(Stored data entries)

════════════════

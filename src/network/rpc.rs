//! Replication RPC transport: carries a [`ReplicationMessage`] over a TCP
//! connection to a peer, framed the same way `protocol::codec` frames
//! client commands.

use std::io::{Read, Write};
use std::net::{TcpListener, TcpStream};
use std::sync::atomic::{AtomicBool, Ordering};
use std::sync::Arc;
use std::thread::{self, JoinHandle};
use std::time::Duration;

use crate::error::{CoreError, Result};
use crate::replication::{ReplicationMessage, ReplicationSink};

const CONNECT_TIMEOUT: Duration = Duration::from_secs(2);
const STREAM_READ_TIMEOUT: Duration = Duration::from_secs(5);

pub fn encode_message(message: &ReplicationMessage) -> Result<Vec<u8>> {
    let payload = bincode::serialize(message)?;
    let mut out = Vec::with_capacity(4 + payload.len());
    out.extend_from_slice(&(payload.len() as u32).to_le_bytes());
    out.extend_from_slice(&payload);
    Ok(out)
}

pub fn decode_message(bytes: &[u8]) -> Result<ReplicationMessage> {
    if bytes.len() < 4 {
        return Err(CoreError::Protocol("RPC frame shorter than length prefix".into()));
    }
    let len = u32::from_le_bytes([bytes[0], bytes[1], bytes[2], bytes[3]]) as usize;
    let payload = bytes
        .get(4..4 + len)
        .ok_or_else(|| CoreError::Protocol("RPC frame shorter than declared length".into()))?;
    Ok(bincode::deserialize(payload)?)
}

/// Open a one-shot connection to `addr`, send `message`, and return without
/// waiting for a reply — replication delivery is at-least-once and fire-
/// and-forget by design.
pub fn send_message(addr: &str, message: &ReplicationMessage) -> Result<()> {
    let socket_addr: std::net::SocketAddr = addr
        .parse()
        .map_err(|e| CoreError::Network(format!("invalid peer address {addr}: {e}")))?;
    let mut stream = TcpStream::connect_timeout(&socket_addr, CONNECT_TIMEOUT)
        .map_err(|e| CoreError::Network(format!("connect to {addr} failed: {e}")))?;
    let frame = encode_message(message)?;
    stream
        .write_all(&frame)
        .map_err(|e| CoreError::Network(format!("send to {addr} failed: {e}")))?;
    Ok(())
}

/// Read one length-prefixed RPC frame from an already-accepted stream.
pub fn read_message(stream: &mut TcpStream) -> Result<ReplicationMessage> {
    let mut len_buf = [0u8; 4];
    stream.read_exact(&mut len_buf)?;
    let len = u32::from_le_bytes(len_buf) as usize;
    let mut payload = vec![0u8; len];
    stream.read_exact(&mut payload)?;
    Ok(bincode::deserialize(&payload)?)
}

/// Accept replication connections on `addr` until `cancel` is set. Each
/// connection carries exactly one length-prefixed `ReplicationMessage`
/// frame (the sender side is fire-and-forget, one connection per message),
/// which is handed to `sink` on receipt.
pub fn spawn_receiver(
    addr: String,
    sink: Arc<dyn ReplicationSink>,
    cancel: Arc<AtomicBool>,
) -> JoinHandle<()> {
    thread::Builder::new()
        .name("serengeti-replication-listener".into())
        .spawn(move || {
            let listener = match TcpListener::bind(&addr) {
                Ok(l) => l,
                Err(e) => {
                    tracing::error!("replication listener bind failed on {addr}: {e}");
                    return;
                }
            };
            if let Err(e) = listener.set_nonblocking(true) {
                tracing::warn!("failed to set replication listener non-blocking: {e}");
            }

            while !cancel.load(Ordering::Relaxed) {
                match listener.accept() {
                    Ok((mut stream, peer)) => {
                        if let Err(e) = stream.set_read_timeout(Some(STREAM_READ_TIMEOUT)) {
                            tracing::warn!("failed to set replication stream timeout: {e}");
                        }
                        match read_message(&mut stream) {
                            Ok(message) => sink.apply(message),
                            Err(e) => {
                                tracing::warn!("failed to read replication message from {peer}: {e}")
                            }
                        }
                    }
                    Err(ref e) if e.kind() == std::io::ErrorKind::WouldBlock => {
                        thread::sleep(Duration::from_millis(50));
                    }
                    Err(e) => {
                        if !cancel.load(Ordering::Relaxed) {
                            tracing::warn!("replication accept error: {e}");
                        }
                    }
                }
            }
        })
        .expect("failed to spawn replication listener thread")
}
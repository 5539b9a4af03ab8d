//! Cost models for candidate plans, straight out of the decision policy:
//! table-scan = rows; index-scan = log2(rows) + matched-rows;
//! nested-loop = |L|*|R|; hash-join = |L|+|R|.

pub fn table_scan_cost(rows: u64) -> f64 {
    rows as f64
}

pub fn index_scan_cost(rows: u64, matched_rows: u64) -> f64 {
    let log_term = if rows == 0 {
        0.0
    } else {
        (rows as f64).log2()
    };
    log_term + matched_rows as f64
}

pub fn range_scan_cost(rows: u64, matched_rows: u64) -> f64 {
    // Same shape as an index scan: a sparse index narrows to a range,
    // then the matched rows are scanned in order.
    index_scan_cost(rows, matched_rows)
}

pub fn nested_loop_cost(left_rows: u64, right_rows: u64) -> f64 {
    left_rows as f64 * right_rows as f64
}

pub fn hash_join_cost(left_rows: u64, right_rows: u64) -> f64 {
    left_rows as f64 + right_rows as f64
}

════════════════

What you will do: Return the entries above exactly as they were written.

Solution:
filename src/network/rpc.rs
//! Replication RPC transport: carries a [`ReplicationMessage`] over a TCP
//! connection to a peer, framed the same way `protocol::codec` frames
//! client commands.

use std::io::{Read, Write};
use std::net::{TcpListener, TcpStream};
use std::sync::atomic::{AtomicBool, Ordering};
use std::sync::Arc;
use std::thread::{self, JoinHandle};
use std::time::Duration;

use crate::error::{CoreError, Result};
use crate::replication::{ReplicationMessage, ReplicationSink};

const CONNECT_TIMEOUT: Duration = Duration::from_secs(2);
const STREAM_READ_TIMEOUT: Duration = Duration::from_secs(5);

pub fn encode_message(message: &ReplicationMessage) -> Result<Vec<u8>> {
    let payload = bincode::serialize(message)?;
    let mut out = Vec::with_capacity(4 + payload.len());
    out.extend_from_slice(&(payload.len() as u32).to_le_bytes());
    out.extend_from_slice(&payload);
    Ok(out)
}

pub fn decode_message(bytes: &[u8]) -> Result<ReplicationMessage> {
    if bytes.len() < 4 {
        return Err(CoreError::Protocol("RPC frame shorter than length prefix".into()));
    }
    let len = u32::from_le_bytes([bytes[0], bytes[1], bytes[2], bytes[3]]) as usize;
    let payload = bytes
        .get(4..4 + len)
        .ok_or_else(|| CoreError::Protocol("RPC frame shorter than declared length".into()))?;
    Ok(bincode::deserialize(payload)?)
}

/// Open a one-shot connection to `addr`, send `message`, and return without
/// waiting for a reply — replication delivery is at-least-once and fire-
/// and-forget by design.
pub fn send_message(addr: &str, message: &ReplicationMessage) -> Result<()> {
    let socket_addr: std::net::SocketAddr = addr
        .parse()
        .map_err(|e| CoreError::Network(format!("invalid peer address {addr}: {e}")))?;
    let mut stream = TcpStream::connect_timeout(&socket_addr, CONNECT_TIMEOUT)
        .map_err(|e| CoreError::Network(format!("connect to {addr} failed: {e}")))?;
    let frame = encode_message(message)?;
    stream
        .write_all(&frame)
        .map_err(|e| CoreError::Network(format!("send to {addr} failed: {e}")))?;
    Ok(())
}

/// Read one length-prefixed RPC frame from an already-accepted stream.
pub fn read_message(stream: &mut TcpStream) -> Result<ReplicationMessage> {
    let mut len_buf = [0u8; 4];
    stream.read_exact(&mut len_buf)?;
    let len = u32::from_le_bytes(len_buf) as usize;
    let mut payload = vec![0u8; len];
    stream.read_exact(&mut payload)?;
    Ok(bincode::deserialize(&payload)?)
}

/// Accept replication connections on `addr` until `cancel` is set. Each
/// connection carries exactly one length-prefixed `ReplicationMessage`
/// frame (the sender side is fire-and-forget, one connection per message),
/// which is handed to `sink` on receipt.
pub fn spawn_receiver(
    addr: String,
    sink: Arc<dyn ReplicationSink>,
    cancel: Arc<AtomicBool>,
) -> JoinHandle<()> {
    thread::Builder::new()
        .name("serengeti-replication-listener".into())
        .spawn(move || {
            let listener = match TcpListener::bind(&addr) {
                Ok(l) => l,
                Err(e) => {
                    tracing::error!("replication listener bind failed on {addr}: {e}");
                    return;
                }
            };
            if let Err(e) = listener.set_nonblocking(true) {
                tracing::warn!("failed to set replication listener non-blocking: {e}");
            }

            while !cancel.load(Ordering::Relaxed) {
                match listener.accept() {
                    Ok((mut stream, peer)) => {
                        if let Err(e) = stream.set_read_timeout(Some(STREAM_READ_TIMEOUT)) {
                            tracing::warn!("failed to set replication stream timeout: {e}");
                        }
                        match read_message(&mut stream) {
                            Ok(message) => sink.apply(message),
                            Err(e) => {
                                tracing::warn!("failed to read replication message from {peer}: {e}")
                            }
                        }
                    }
                    Err(ref e) if e.kind() == std::io::ErrorKind::WouldBlock => {
                        thread::sleep(Duration::from_millis(50));
                    }
                    Err(e) => {
                        if !cancel.load(Ordering::Relaxed) {
                            tracing::warn!("replication accept error: {e}");
                        }
                    }
                }
            }
        })
        .expect("failed to spawn replication listener thread")
}
repository 5539b9a4af03ab8d
//! Cost models for candidate plans, straight out of the decision policy:
//! table-scan = rows; index-scan = log2(rows) + matched-rows;
//! nested-loop = |L|*|R|; hash-join = |L|+|R|.

pub fn table_scan_cost(rows: u64) -> f64 {
    rows as f64
}

pub fn index_scan_cost(rows: u64, matched_rows: u64) -> f64 {
    let log_term = if rows == 0 {
        0.0
    } else {
        (rows as f64).log2()
    };
    log_term + matched_rows as f64
}

pub fn range_scan_cost(rows: u64, matched_rows: u64) -> f64 {
    // Same shape as an index scan: a sparse index narrows to a range,
    // then the matched rows are scanned in order.
    index_scan_cost(rows, matched_rows)
}

pub fn nested_loop_cost(left_rows: u64, right_rows: u64) -> f64 {
    left_rows as f64 * right_rows as f64
}

pub fn hash_join_cost(left_rows: u64, right_rows: u64) -> f64 {
    left_rows as f64 + right_rows as f64
}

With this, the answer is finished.